Upon entering the exhibit, the visitor is barraged with wall-size
quotations from scholars debating various aspects of the scrolls: Who
wrote them? Why? How were they stored? What do they mean? It's like
walking into a seminar room when the seminar's already begun, and the
effect is more confusing than exciting.
If you're like my friends and me, you're likely to arrive at the exhibit with some very basic questions: What are
the scrolls? What do they say? Where were they found? By whom? Where
are they now? Why do they matter? The answers to those questions
emerge, more or less, as you walk among ancient urns, Roman roof tiles,
and plaque after plaque explaining the history of the Second Temple
period and the early politics of the Middle East.
Compared to Titanic: The Artifact Exhibition, which was a model of clarity and well-judged presentation, walking through The Dead Sea Scrolls
feels like making your way through an information blizzard. Not until
reading a small-print photo caption three rooms in did I learn the
specifics about how exactly the scrolls were found, and not until
seeing the published translations of the scrolls—in an odd little study
area that feels like a space-filler near the end of the exhibit—did I
appreciate just how extensive their contents are.

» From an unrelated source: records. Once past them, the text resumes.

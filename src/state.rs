use sqlx::SqlitePool;

use crate::config::cors::CorsConfig;
use crate::config::database::init_db_pool;

/// Shared application state, constructed once at process start and injected
/// into the router. The pool is the single source of truth for users and
/// courses; there is no other shared mutable state.
#[derive(Clone, Debug)]
pub struct AppState {
    pub db: SqlitePool,
    pub cors_config: CorsConfig,
}

pub async fn init_app_state() -> AppState {
    AppState {
        db: init_db_pool().await,
        cors_config: CorsConfig::from_env(),
    }
}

The scrolls themselves come at the very end, in a hushed, dark room
where the small fragments can be seen through polycarbonate plates,
suspended in polyester net. If the experience of seeing the scrolls
makes the ancient past seem more immediate, it also demonstrates just
how distant that world is: for written documents from the Biblical era,
these eroded scraps are as good as it gets.
A Science Museum
staffer told me that they've seen great interest in the exhibit from
many religious groups, and the scrolls serve as an apt reminder that
the three great monotheistic faiths of the world—Judaism, Christianity,
and Islam—are cut, so to speak, from the same parchment. The scrolls
have many other lessons to teach us, but the lessons visitors learn
from this particular exhibit are likely to be as fragmentary as the
ancient documents themselves.
Beyond the scrolls: Omni and illuminati
Running concurrently with The Dead Sea Scrolls is the Omnifilm Arabia,
an hourlong documentary about the region’s history and geography.
Providing a comprehensive look at the past accomplishments and current
politics of the region for an audience about whose knowledge one can
make no assumptions is a tall order, and the film does a creditable job
of filling it—but that doesn’t leave much room for aesthetic creativity
or even the kind of ooh-ahh action shots Omnigoers tend to expect. See Arabia to be informed, not exhilarated.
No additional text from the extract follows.